Они не успели даже заметить, как первый, стоявший все время на крыльце, оказался рядом, с другой стороны. Он был одет похоже, но в застегнутой телогрейке и в завернутых до середины голени серых сапогах. И руки его шевелились.
Но его загораживал Мишка.
Руки и ноги будто примерзли к телу. Только от прижавшегося к нему Мишки шло тепло. Но он внимательно наблюдал за тем, кто стоял ближе к нему. А он и не двигался, будто выжидая. Краем глаза он ухватил короткое движение слева. Только чуть охнул Мишка и полностью закрыл его. Мишка мешал, и он инстинктивно сделал шаг назад. Тот, кто стоял перед ним, отпрянул. Этой заминкой он воспользовался и, сделав еще шаг назад от продолжавшего стоять Мишки, очутился лицом к лицу с тем, кто до сих пор был скрыт от него другом. От блеска в руке нападавшего, его будто обрушило с размаху в прорубь. И тут же его охватил испепелявший жар.
Руки привычно захватили ту руку, с ножом, корпус произвел рывок с поворотом, и чужое тело, тяжесть которого он не ощутил вовсе, пролетело мимо него. Он не стал смотреть, как оно упало, и, молниеносно, обойдя Мишку, оказался лицом к лицу со вторым, который еще не успел сделать ни шага.

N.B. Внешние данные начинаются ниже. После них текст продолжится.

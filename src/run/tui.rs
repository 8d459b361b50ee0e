use anyhow::Result;
use crossterm::event::{self, Event, KeyCode, KeyModifiers};
use crossterm::{
    execute,
    terminal::{disable_raw_mode, enable_raw_mode, EnterAlternateScreen, LeaveAlternateScreen},
};
use ratatui::{backend::CrosstermBackend, Terminal};
use std::io;

use crate::store::{StoreError, TransactionStore};
use crate::ui::app::{App, FormField, InputMode, Screen};
use crate::ui::util::{scroll_down, scroll_to_bottom, scroll_to_top, scroll_up};

pub(crate) fn as_tui(store: &mut TransactionStore) -> Result<()> {
    let mut app = App::new();

    enable_raw_mode()?;
    let mut stdout = io::stdout();
    execute!(stdout, EnterAlternateScreen)?;
    let backend = CrosstermBackend::new(stdout);
    let mut terminal = Terminal::new(backend)?;

    let result = run_app(&mut terminal, &mut app, store);

    disable_raw_mode()?;
    execute!(terminal.backend_mut(), LeaveAlternateScreen)?;
    terminal.show_cursor()?;

    if let Err(ref e) = result {
        eprintln!("Error: {e:?}");
    }

    result
}

fn run_app(
    terminal: &mut Terminal<CrosstermBackend<io::Stdout>>,
    app: &mut App,
    store: &mut TransactionStore,
) -> Result<()> {
    while app.running {
        terminal.draw(|f| {
            let content_height = f.area().height.saturating_sub(6) as usize;
            app.visible_rows = content_height.max(1);
            crate::ui::render::render(f, app, store);
        })?;

        if let Event::Key(key) = event::read()? {
            if app.show_help {
                app.show_help = false;
                continue;
            }
            match app.input_mode {
                InputMode::Normal => handle_normal_input(key, app, store)?,
                InputMode::Insert => handle_insert_input(key, app, store)?,
                InputMode::Confirm => handle_confirm_input(key, app, store)?,
            }
        }
    }
    Ok(())
}

// ── Input handlers ───────────────────────────────────────────

fn handle_normal_input(
    key: event::KeyEvent,
    app: &mut App,
    store: &mut TransactionStore,
) -> Result<()> {
    match key.code {
        KeyCode::Char('q') => app.running = false,
        KeyCode::Char('c') if key.modifiers.contains(KeyModifiers::CONTROL) => {
            app.running = false;
        }
        KeyCode::Char('?') => app.show_help = true,
        KeyCode::Char('1') => app.screen = Screen::Transactions,
        KeyCode::Char('2') => app.screen = Screen::Overview,
        KeyCode::Char('3') => app.screen = Screen::Budget,
        KeyCode::Tab => cycle_screen(app, 1),
        KeyCode::BackTab => cycle_screen(app, -1),
        KeyCode::Char('j') | KeyCode::Down => {
            if app.screen == Screen::Transactions {
                scroll_down(
                    &mut app.transaction_index,
                    &mut app.transaction_scroll,
                    store.transactions().len(),
                    app.visible_rows,
                );
            }
        }
        KeyCode::Char('k') | KeyCode::Up => {
            if app.screen == Screen::Transactions {
                scroll_up(&mut app.transaction_index, &mut app.transaction_scroll);
            }
        }
        KeyCode::Char('g') => {
            if app.screen == Screen::Transactions {
                scroll_to_top(&mut app.transaction_index, &mut app.transaction_scroll);
            }
        }
        KeyCode::Char('G') => {
            if app.screen == Screen::Transactions {
                scroll_to_bottom(
                    &mut app.transaction_index,
                    &mut app.transaction_scroll,
                    store.transactions().len(),
                    app.visible_rows,
                );
            }
        }
        KeyCode::Char('d') if key.modifiers.contains(KeyModifiers::CONTROL) => {
            if app.screen == Screen::Transactions {
                for _ in 0..app.visible_rows / 2 {
                    scroll_down(
                        &mut app.transaction_index,
                        &mut app.transaction_scroll,
                        store.transactions().len(),
                        app.visible_rows,
                    );
                }
            }
        }
        KeyCode::Char('u') if key.modifiers.contains(KeyModifiers::CONTROL) => {
            if app.screen == Screen::Transactions {
                for _ in 0..app.visible_rows / 2 {
                    scroll_up(&mut app.transaction_index, &mut app.transaction_scroll);
                }
            }
        }
        KeyCode::Char('a') if app.screen == Screen::Transactions => {
            // A fresh draft; an interrupted edit stays interrupted.
            if store.editing().is_some() {
                store.cancel_edit();
            }
            app.reset_form();
            app.input_mode = InputMode::Insert;
        }
        KeyCode::Char('e') | KeyCode::Enter if app.screen == Screen::Transactions => {
            begin_edit_selected(app, store)?;
        }
        KeyCode::Char('D') if app.screen == Screen::Transactions => {
            request_delete_selected(app, store);
        }
        KeyCode::Esc => {
            if store.editing().is_some() {
                store.cancel_edit();
                app.reset_form();
                app.set_status("Edit cancelled");
            } else {
                app.status_message.clear();
            }
        }
        _ => {}
    }
    Ok(())
}

fn handle_insert_input(
    key: event::KeyEvent,
    app: &mut App,
    store: &mut TransactionStore,
) -> Result<()> {
    match key.code {
        KeyCode::Esc => {
            if store.editing().is_some() {
                store.cancel_edit();
                app.reset_form();
            }
            app.input_mode = InputMode::Normal;
            app.set_status("Cancelled");
        }
        KeyCode::Enter => submit_form(app, store)?,
        KeyCode::Tab | KeyCode::Down => app.form_field = app.form_field.next(),
        KeyCode::BackTab | KeyCode::Up => app.form_field = app.form_field.prev(),
        KeyCode::Backspace => {
            app.form_value_mut().pop();
        }
        KeyCode::Char('+') | KeyCode::Char('=') if app.form_field == FormField::Category => {
            app.cycle_category(1);
        }
        KeyCode::Char('-') if app.form_field == FormField::Category => {
            app.cycle_category(-1);
        }
        KeyCode::Char(c) => app.form_value_mut().push(c),
        _ => {}
    }
    Ok(())
}

fn handle_confirm_input(
    key: event::KeyEvent,
    app: &mut App,
    store: &mut TransactionStore,
) -> Result<()> {
    match key.code {
        KeyCode::Char('y') | KeyCode::Char('Y') => {
            if let Some((id, description)) = app.pending_delete.take() {
                match store.delete(id) {
                    Ok(true) => app.set_status(format!("Deleted: {description}")),
                    Ok(false) => app.set_status("Already gone"),
                    Err(StoreError::Persist(e)) => return Err(e),
                    Err(e) => app.set_status(e.to_string()),
                }
                if app.transaction_index >= store.transactions().len() {
                    app.transaction_index = store.transactions().len().saturating_sub(1);
                }
            }
            app.input_mode = InputMode::Normal;
            app.confirm_message.clear();
        }
        _ => {
            app.pending_delete = None;
            app.input_mode = InputMode::Normal;
            app.confirm_message.clear();
            app.set_status("Cancelled");
        }
    }
    Ok(())
}

// ── Store-facing flows ───────────────────────────────────────

fn submit_form(app: &mut App, store: &mut TransactionStore) -> Result<()> {
    let result = match store.editing() {
        Some(id) => store.update(id, &app.form).map(|()| (id, "Updated")),
        None => store.create(&app.form).map(|id| (id, "Added")),
    };

    match result {
        Ok((id, verb)) => {
            app.reset_form();
            app.input_mode = InputMode::Normal;
            app.set_status(format!("{verb} transaction #{id}"));
        }
        Err(StoreError::Persist(e)) => return Err(e),
        // Validation / NotFound: keep the form as typed for correction.
        Err(e) => app.set_status(e.to_string()),
    }
    Ok(())
}

fn begin_edit_selected(app: &mut App, store: &mut TransactionStore) -> Result<()> {
    let Some(txn) = store.transactions().get(app.transaction_index) else {
        app.set_status("Nothing selected");
        return Ok(());
    };
    let id = txn.id;
    match store.begin_edit(id) {
        Ok(draft) => {
            app.form = draft;
            app.form_field = FormField::Amount;
            app.input_mode = InputMode::Insert;
        }
        Err(StoreError::Persist(e)) => return Err(e),
        Err(e) => app.set_status(e.to_string()),
    }
    Ok(())
}

fn request_delete_selected(app: &mut App, store: &TransactionStore) {
    let Some(txn) = store.transactions().get(app.transaction_index) else {
        app.set_status("Nothing selected");
        return;
    };
    app.confirm_message = format!("Delete '{}'?", txn.description);
    app.pending_delete = Some((txn.id, txn.description.clone()));
    app.input_mode = InputMode::Confirm;
}

fn cycle_screen(app: &mut App, delta: i32) {
    let screens = Screen::all();
    let idx = screens.iter().position(|s| *s == app.screen).unwrap_or(0);
    let next = if delta > 0 {
        (idx + 1) % screens.len()
    } else if idx == 0 {
        screens.len() - 1
    } else {
        idx - 1
    };
    app.screen = screens[next];
}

Он словно опять попал в то, знакомое, пространство, из которого чужое движение виделось неповоротливым, неловким, замедленным. Он видел все, замечал все и мог делать с тем, кто вышел против него, все что-угодно…
…Второй полетел через голову, нелепо выставив руки. Спустя секунду раздался сдавленный выкрик. Сбив ящик, на котором стояли стаканы, ворочался первый, брошенный им. Мишка осторожно-медленно с тихим вздохом садился на землю. Он поддержал его и увидел красное пятно, раслывавшееся по ворсу шинели. Выбитый нож с обмотанной синей изолентой рукояткой валялся у ящика.
Он навсегда запомнил, как он был спокоен, когда резко заломил руку, из которой выпал нож. И помнил с наслаждением хруст, животный вопль и бесчувственное тело на земле. Как неспешно подошел ко второму, внимательно посмотрел в его глаза. Видел, как тот закрывается синими пальцами. После тяжкого глухого удара носком ботинка из-под низу в челюсть опало второе тело…
Мишка сидел на земле, изо-всех сил стараясь удержаться прямо, зажимая руками живот. Из-под рук проступали красные пятна, растекаясь и темнея. «…Не бросай меня…», – прошептал Мишка, силясь не закрывать глаза на белом лице. Хлопнула форточка, за нею резко отпрянули, стало тихо во дворе…
«Миш, ну что ты такое говоришь…», – он склонился к Мишке, погладил его по лицу.. «…Что ты меня как покойника…», – пытался пошутить Мишка, но сомлел и уронил голову. Он присел над Мишкой, стал хлопать его по лицу, трясти. Мишка ненадолго выплыл из забытья.